Experimental program
Comparison scheme
Effect test

Embodiment 1

[0026] Example 1 Preparation and Enzyme Activity Analysis of TS1138 Bacterial Cells

[0027] Pick a ring of TS-1138 strains from the plate and insert it into the liquid seed medium (20 grams of glucose, 3 grams of ATC, 5 grams of corn steep liquor, 3 grams of urea, 1.5 grams of NaCl, MnSO 4 ·H 2 O 0.1 g, K 2 HPO 4 3 g, MgSO 4 ·7H 2 O 0.5 g, FeSO 4 ·7H 2 (0.01 gram, constant volume to 1 liter, pH 7.5), 28 ℃, 200 turn and cultivate for 16 hours, then transfer in the enzyme production medium with 1% inoculum size (glucose 20 grams, ATC 4 grams, corn steep liquor 1 g, urea 3 g, NaCl 1.5 g, MnSO 4 ·H 2 O 0.1 g, K 2 HPO 4 3 g, MgSO 4 ·7H 2 O 0.5 g, FeSO 4 ·7H 2 O 0.01 g, constant volume to 1 liter, pH7.5), 28 ° C, 200 rpm for 16 hours, the resulting fermentation broth was centrifuged at 6,000 rpm at 4 °C for 10 minutes, the bacteria were collected, and buffered with 50 mmol / L of phosphate buffer solution (pH 8.0) to suspend and wash, then centrifuge, and collect the b...

Embodiment 2

[0029] The selection of embodiment 2 penetration reagent

[0030] Make the bacterial cells into 10% bacterial suspension with 50 mmol / L phosphate buffer (pH 8.0), add different osmotic reagents (see Table 1), shake at 30°C for 30 minutes, and rotate at 6,000 rpm at 4°C Centrifuge for 10 minutes to collect the cells, wash with 50 mmol / L phosphate buffer (pH 8.0) and centrifuge to obtain permeabilized cells. The enzyme activity of the permeabilized cells was tested according to the method in Example 1 to determine the best permeation reagent.

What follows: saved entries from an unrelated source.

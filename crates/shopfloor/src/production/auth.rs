use sha2::{Digest, Sha256};
use std::collections::HashMap;

use crate::config::AuthConfig;

/// Subject whose credential unlocks administrator operations.
pub const ADMIN_SUBJECT: &str = "admin";

/// Authentication collaborator consulted before privileged operations.
pub trait CredentialVerifier: Send + Sync {
    fn verify_credential(&self, subject: &str, secret: &str) -> bool;
}

/// Credential store that only retains SHA-256 digests of the secrets it was
/// given.
#[derive(Clone, Default)]
pub struct DigestCredentialStore {
    digests: HashMap<String, Vec<u8>>,
}

impl DigestCredentialStore {
    pub fn new() -> Self {
        Self::default()
    }

    pub fn from_config(config: &AuthConfig) -> Self {
        let mut store = Self::new();
        if let Some(secret) = config.admin_secret.as_deref() {
            store.insert(ADMIN_SUBJECT, secret);
        }
        for (operator, pin) in &config.operator_pins {
            if operator == ADMIN_SUBJECT {
                continue;
            }
            store.insert(operator, pin);
        }
        store
    }

    pub fn with_secret(mut self, subject: &str, secret: &str) -> Self {
        self.insert(subject, secret);
        self
    }

    /// Registers `secret` for `subject`. Empty secrets are ignored.
    pub fn insert(&mut self, subject: &str, secret: &str) {
        if secret.is_empty() {
            return;
        }
        self.digests.insert(subject.to_string(), digest(secret));
    }

    pub fn len(&self) -> usize {
        self.digests.len()
    }

    pub fn is_empty(&self) -> bool {
        self.digests.is_empty()
    }
}

impl std::fmt::Debug for DigestCredentialStore {
    fn fmt(&self, f: &mut std::fmt::Formatter<'_>) -> std::fmt::Result {
        f.debug_struct("DigestCredentialStore")
            .field("subjects", &self.digests.len())
            .finish()
    }
}

impl CredentialVerifier for DigestCredentialStore {
    fn verify_credential(&self, subject: &str, secret: &str) -> bool {
        if secret.is_empty() {
            return false;
        }
        match self.digests.get(subject) {
            Some(stored) => digests_equal(stored, &digest(secret)),
            None => false,
        }
    }
}

fn digest(secret: &str) -> Vec<u8> {
    Sha256::digest(secret.as_bytes()).to_vec()
}

fn digests_equal(left: &[u8], right: &[u8]) -> bool {
    left.len() == right.len()
        && left
            .iter()
            .zip(right)
            .fold(0u8, |acc, (a, b)| acc | (a ^ b))
            == 0
}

[0031] Table 1 Enzyme activity of permeabilized cells obtained after treatment with different permeabilization reagents

[0032]

[0033] After the TS-1138 cells were infiltrated with the penetrant, the ability of converting DL-ATC to generate L-cysteine ​​is shown in Table 2. Among them, the penetration effect of 2% toluene on the TS-1138 cells was better than that of other penetrants. The enzyme activity of the obtained permeabiliz...

Embodiment 3

[0035] The influence of embodiment 3 osmotic treatment temperature and time on enzyme activity

[0036] The appropriate temperature range and treatment time for infiltration were measured respectively with the same amount of bacteria, and the results were as follows: figure 2 As shown, taking the enzyme activity of non-permeabilized cells as a control, the enzyme activity of permeabilized cells obtained by treating at 20-35° C. for 15-90 minutes all increased by more than 2 times. However, in a lower temperature and a shorter time range (such as 20-25°C treatment for 15-60 minutes), the enzyme activity of the permeabilized cells increased with the extension of the infiltration time; when the infiltration time continued to increase, the enzyme activity The decline may be due to the leakage of some intracellular enzymes (such as 90 minutes at 20°C). In the case of higher temperature, such as 35 ° C after 15 minutes of treatment, the enzyme activity began to decrease, indicatin...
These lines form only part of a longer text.